Gute Ausstellungen über Malerei sind selten geworden. Nicht weil es keine gute Malerei gäbe. Sondern weil die Malerei der Gegenwart in der aktuellen Kunst nicht mehr das Leitmedium darstellt. Solange das der Fall war, hatte man mit Titeln wie „Neue Figuration“ oder „Neue Abstraktion“ noch Publikum ziehen können; denn es sah ja lange so aus, als gälte es, da eine Schlacht zu entscheiden.

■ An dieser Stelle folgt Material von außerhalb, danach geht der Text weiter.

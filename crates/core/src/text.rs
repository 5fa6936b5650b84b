//! Accent folding and Spanish-aware ordering for catalog labels.

use std::cmp::Ordering;

use unicode_normalization::UnicodeNormalization;
use unicode_normalization::char::is_combining_mark;

/// Fold a label for equality lookups: NFD, combining marks stripped,
/// lowercased and trimmed. `"  Transmisión "` and `"transmision"` fold to the
/// same key.
#[must_use]
pub fn fold(value: &str) -> String {
    value
        .trim()
        .nfd()
        .filter(|c| !is_combining_mark(*c))
        .collect::<String>()
        .to_lowercase()
}

/// Primary collation key. Like [`fold`], except `ñ` keeps its own position
/// after `n` instead of collapsing into it.
fn collation_key(value: &str) -> String {
    let mut key = String::with_capacity(value.len());
    for ch in value.trim().chars() {
        match ch {
            'ñ' | 'Ñ' => {
                key.push('n');
                key.push(char::MAX);
            }
            _ => key.extend(
                std::iter::once(ch)
                    .nfd()
                    .filter(|c| !is_combining_mark(*c))
                    .flat_map(char::to_lowercase),
            ),
        }
    }
    key
}

/// Secondary key: case folded, accents kept, so `a` sorts before `á`.
fn accent_key(value: &str) -> String {
    value.trim().nfc().flat_map(char::to_lowercase).collect()
}

/// Tertiary key: one flag per character, lowercase before uppercase.
fn case_key(value: &str) -> Vec<bool> {
    value.trim().chars().map(char::is_uppercase).collect()
}

/// Compare two labels the way a Spanish-locale sort would: letters first
/// (accents and case ignored, `ñ` after `n`), then accents, then case with
/// lowercase first. Remaining ties fall back to the raw strings so the order
/// is total.
#[must_use]
pub fn collate(a: &str, b: &str) -> Ordering {
    collation_key(a)
        .cmp(&collation_key(b))
        .then_with(|| accent_key(a).cmp(&accent_key(b)))
        .then_with(|| case_key(a).cmp(&case_key(b)))
        .then_with(|| a.cmp(b))
}

#[cfg(test)]
mod tests {
    use super::*;

    #[test]
    fn test_fold_strips_accents_and_case() {
        assert_eq!(fold("  Transmisión "), "transmision");
        assert_eq!(fold("ELÉCTRICO"), "electrico");
        assert_eq!(fold("Carrocería"), fold("carroceria"));
    }

    #[test]
    fn test_collate_ignores_case_and_accents() {
        assert_eq!(collate("ápice", "Apriete"), Ordering::Less);
        assert_eq!(collate("bmw", "BMW"), Ordering::Less);
        assert_eq!(collate("Honda", "Yamaha"), Ordering::Less);
    }

    #[test]
    fn test_collate_breaks_case_ties_lowercase_first() {
        let mut labels = vec!["KTM", "Ktm", "ktm"];
        labels.sort_by(|a, b| collate(a, b));
        assert_eq!(labels, vec!["ktm", "Ktm", "KTM"]);
    }

    #[test]
    fn test_collate_breaks_accent_ties_before_case() {
        assert_eq!(collate("Peña", "pena"), Ordering::Greater);
        assert_eq!(collate("Cafe", "café"), Ordering::Less);
        assert_eq!(collate("café", "Café"), Ordering::Less);
    }

    #[test]
    fn test_collate_places_enye_after_n() {
        let mut labels = vec!["Ñandú", "Ocelot", "Nuevo", "Nz"];
        labels.sort_by(|a, b| collate(a, b));
        assert_eq!(labels, vec!["Nuevo", "Nz", "Ñandú", "Ocelot"]);
    }
}
//! Record store status indicator.

use amotos_core::StoreStatus;
use axum::{Json, extract::State};
use serde::Serialize;

use crate::state::AppState;

/// Latest liveness result and the store host it refers to.
#[derive(Debug, Clone, Serialize)]
pub struct StoreStatusView {
    pub status: StoreStatus,
    pub host: String,
}

/// Report the last known store status without probing.
pub async fn store(State(state): State<AppState>) -> Json<StoreStatusView> {
    Json(StoreStatusView {
        status: state.liveness().status(),
        host: state.store().display_host(),
    })
}
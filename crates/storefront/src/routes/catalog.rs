//! Catalog write handlers.
//!
//! Payloads are checked locally before they reach the store; store-side
//! validation failures come back as 400 with the store's message.

use amotos_core::{Item, ItemDraft, ItemId};
use axum::{
    Json,
    extract::{Path, State},
    http::StatusCode,
};
use tracing::instrument;

use crate::error::{Result, add_breadcrumb};
use crate::state::AppState;

/// Create an item.
#[instrument(skip(state, draft), fields(codigo = %draft.product_code))]
pub async fn create(
    State(state): State<AppState>,
    Json(draft): Json<ItemDraft>,
) -> Result<(StatusCode, Json<Item>)> {
    draft.validate()?;
    let item = state.store().create_item(&draft).await?;

    add_breadcrumb("catalog", "Created item", Some(&[("id", item.id.as_str())]));
    tracing::info!(id = %item.id, "Item created");

    Ok((StatusCode::CREATED, Json(item)))
}

/// Replace the editable fields of an item.
#[instrument(skip(state, draft))]
pub async fn update(
    State(state): State<AppState>,
    Path(id): Path<String>,
    Json(draft): Json<ItemDraft>,
) -> Result<Json<Item>> {
    draft.validate()?;
    let id = ItemId::new(id);
    let item = state.store().update_item(&id, &draft).await?;

    add_breadcrumb("catalog", "Updated item", Some(&[("id", id.as_str())]));

    Ok(Json(item))
}

/// Delete an item.
#[instrument(skip(state))]
pub async fn delete(State(state): State<AppState>, Path(id): Path<String>) -> Result<StatusCode> {
    let id = ItemId::new(id);
    state.store().delete_item(&id).await?;

    add_breadcrumb("catalog", "Deleted item", Some(&[("id", id.as_str())]));
    tracing::info!(%id, "Item deleted");

    Ok(StatusCode::NO_CONTENT)
}
//! PocketBase record store client.
//!
//! # Architecture
//!
//! - Plain REST over `reqwest`; every call is a direct request, nothing is
//!   cached or synced locally
//! - The store is the source of truth for items and categories
//! - Error bodies (`{code, message, data}`) are parsed into [`StoreError::Api`]
//!
//! # Example
//!
//! ```rust,ignore
//! use amotos_storefront::pocketbase::{ListQuery, PocketBaseClient};
//!
//! let client = PocketBaseClient::new(&config.pocketbase)?;
//!
//! let page = client
//!     .list::<Item>(collections::ITEMS, &ListQuery::page(1, 24).sort("-created"))
//!     .await?;
//! ```

pub mod admin;
mod client;
pub mod types;

pub use client::PocketBaseClient;
pub use types::*;

use thiserror::Error;

/// Collection names in the store.
pub mod collections {
    pub const ITEMS: &str = "repuestos";
    pub const CATEGORIES: &str = "categorias";
    pub const SUPERUSERS: &str = "_superusers";
}

/// Errors that can occur when talking to the record store.
#[derive(Debug, Error)]
pub enum StoreError {
    /// Transport failure (connect, timeout, body read).
    #[error("HTTP error: {0}")]
    Http(#[from] reqwest::Error),

    /// The store answered with a non-success status.
    #[error("Store error {status}: {message}")]
    Api { status: u16, message: String },

    /// The requested record does not exist.
    #[error("Not found: {0}")]
    NotFound(String),

    /// Rate limited by the store.
    #[error("Rate limited, retry after {0} seconds")]
    RateLimited(u64),

    /// The response body did not match the expected shape.
    #[error("JSON parse error: {0}")]
    Decode(#[from] serde_json::Error),

    /// A request URL could not be built.
    #[error("Invalid URL: {0}")]
    Url(String),
}

impl StoreError {
    /// Whether this error means the record does not exist.
    #[must_use]
    pub const fn is_not_found(&self) -> bool {
        matches!(self, Self::NotFound(_))
    }
}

Auch historische Ausstellungen, wie vor ein paar Jahren „Das offene Bild“, beziehen sich auf den ideologischen Diskurs, der am gegenstandslosen Bild hängt – aber genausogut am Gegenständlichen festgemacht werden kann. Fest steht: Der Streit um die Grenzen des Möglichen findet in der Malerei zur Zeit nicht statt. Sie verwaltet eher die Grenzen der Empfindung.

In Zeiten der Ratlosigkeit sind Retrospektiven natürlich eine sichere Sache: mit Lichtenstein, Wesselmann und Bacon ist das Publikum auch gut gefahren. Das Gegenmittel ist, die lähmenden Stereotypien gegen den Strich zu bürsten, ein bißchen am Baum der Erkenntnis zu sägen: und das tut die Schweizer Kritikerin Bice Curiger mit ihrer Ausstellung „Birth of the Cool“. Die Ausstellung handelt von 15 amerikanischen MalerInnen, von denen vier nicht mehr leben: Georgia O'Keeffe, eine Jahrhundertgestalt, starb 1986 und Jackson Pollock vor nunmehr mehr als 30 Jahren. Die anderen sind Barnett Newman und Andy Warhol.

Der Titel „Birth of the Cool“ bezieht sich auf die epochemachende Schallplatte von Miles Davis von 1950, die deutlich abgesetzt war gegen den musikalischen Expressionismus Charlie Parkers. Davis wollte nicht die Notation auskreuzen, sondern die Struktur durchwalken; und das hat er dann 40 Jahre lang getan und trieb damit das voran, was Curiger so zusammenfaßt: „Den Prozeß der Demystifikation zur unumgänglichen Austreibung der falschen Frömmigkeit aus der Kunst.“ Es braucht Zynismus, um nicht ins Messer der Binsenweisheiten zu laufen. Aber es braucht eine Menge Gefühl, um nicht in der Nische des Widerspruchs zu landen.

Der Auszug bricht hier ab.